A doctor gives a vaccination to a pregnant person holding their stomach

There’s no evidence COVID-19 vaccines hurt fertility. Here’s what’s fueling the myth

COVID-19 vaccines are both safe and effective for pregnant people and those who plan to become pregnant, according to all of the data gathered by researchers so far. But the baseless concern or belief that they could hurt a person’s ability to conceive and deliver a healthy child has influenced many in choosing not to get a shot.

In August, the Centers for Disease Control and Prevention officially recommended that pregnant people get vaccinated against COVID-19, in part because they are at a higher risk of becoming severely ill from the disease compared to non-pregnant people. Those who are attempting to conceive or are breastfeeding should also get their shots, the CDC has said. In addition, there is some evidence that the virus — not the vaccine — could potentially negatively impact sperm production and testicular function.

But these facts haven’t been enough to convince everyone. Some holdouts might say they’re waiting for more information on the potential long-term side effects of these shots — so far, researchers haven’t found any — or for official approval by the Food and Drug Administration, like Pfizer’s was given last month.

Others seem opposed to vaccination, period. Whether peddled by anti-vaccination groups online or spread by word-of-mouth, experts say misinformed skepticism around fertility is nothing new.

“It’s important to remember that lies about vaccines and fertility are a standard anti-vaccine talking point,” said Dr. Jen Gunter, an OB/GYN and medical writer.

Misinformation and disinformation around COVID-19 vaccines have also drawn attention to legitimate problems, like the way pregnant people — and, sometimes, women in general— have been excluded from some drug research and clinical trials, ostensibly in the name of safety. Those decisions can lead to knowledge gaps, which bad actors can weaponize to further their agendas.

Here’s a look at the tangled history of fertility fears and vaccine skepticism, and how this moment could be an opportunity to address the consequences of leaving pregnant people, women and their unique health concerns out of medical trials and conversations.

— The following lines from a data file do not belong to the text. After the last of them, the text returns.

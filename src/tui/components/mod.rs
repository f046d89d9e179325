//! UI components for the demo screen.
//!
//! # Component Organization
//!
//! - `header` - Title and subtitle
//! - `gender_picker` - Segmented picker with the default style
//! - `interval_picker` - Gradient fill, explicit width, square corners
//! - `underline_picker` - Fully custom indicator, shared selection
//! - `native_tabs` - ratatui's built-in `Tabs` bound to the same state
//! - `hotkeys` - Key hint bar

mod gender_picker;
mod header;
mod hotkeys;
mod interval_picker;
mod native_tabs;
mod underline_picker;

// Re-export all render functions for use in ui.rs
pub use gender_picker::render_gender_picker;
pub use header::render_header;
pub use hotkeys::render_hotkeys;
pub use interval_picker::render_interval_picker;
pub use native_tabs::render_native_tabs;
pub use underline_picker::render_underline_picker;
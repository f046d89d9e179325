//! Central event handler that coordinates keyboard and mouse events.

use crossterm::event::{Event, KeyEventKind};

use crate::app::App;

use super::Action;
use super::keyboard::handle_key_event;
use super::mouse::handle_mouse_event;

/// Central event handler for the application.
pub struct EventHandler;

impl EventHandler {
    /// Handle a crossterm event (keyboard, mouse) and return an action.
    pub fn handle_event(app: &App, event: &Event) -> Action {
        match event {
            Event::Key(key) if key.kind == KeyEventKind::Press => handle_key_event(*key),
            Event::Mouse(mouse) => handle_mouse_event(app, *mouse),
            _ => Action::None,
        }
    }
}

How scare tactics exploit our fertility anxieties

Preying on concerns around reproductive health has long been an effective way to turn people against vaccination, experts say. Fertility is a personal, often emotional topic, and having kids is integral to many people’s visions of their own futures. False anti-vaccination talking points often take advantage of that emotion, as well as the desire to ensure you’re not doing anything that could jeopardize chances of having a family.

“So if you’re trying to scare people, it’s a really good one to leverage,” said Devon Greyson, an assistant professor at the University of British Columbia School of Population and Public Health. “But also, if you’re just [a worried person,] it’s something you might worry about.”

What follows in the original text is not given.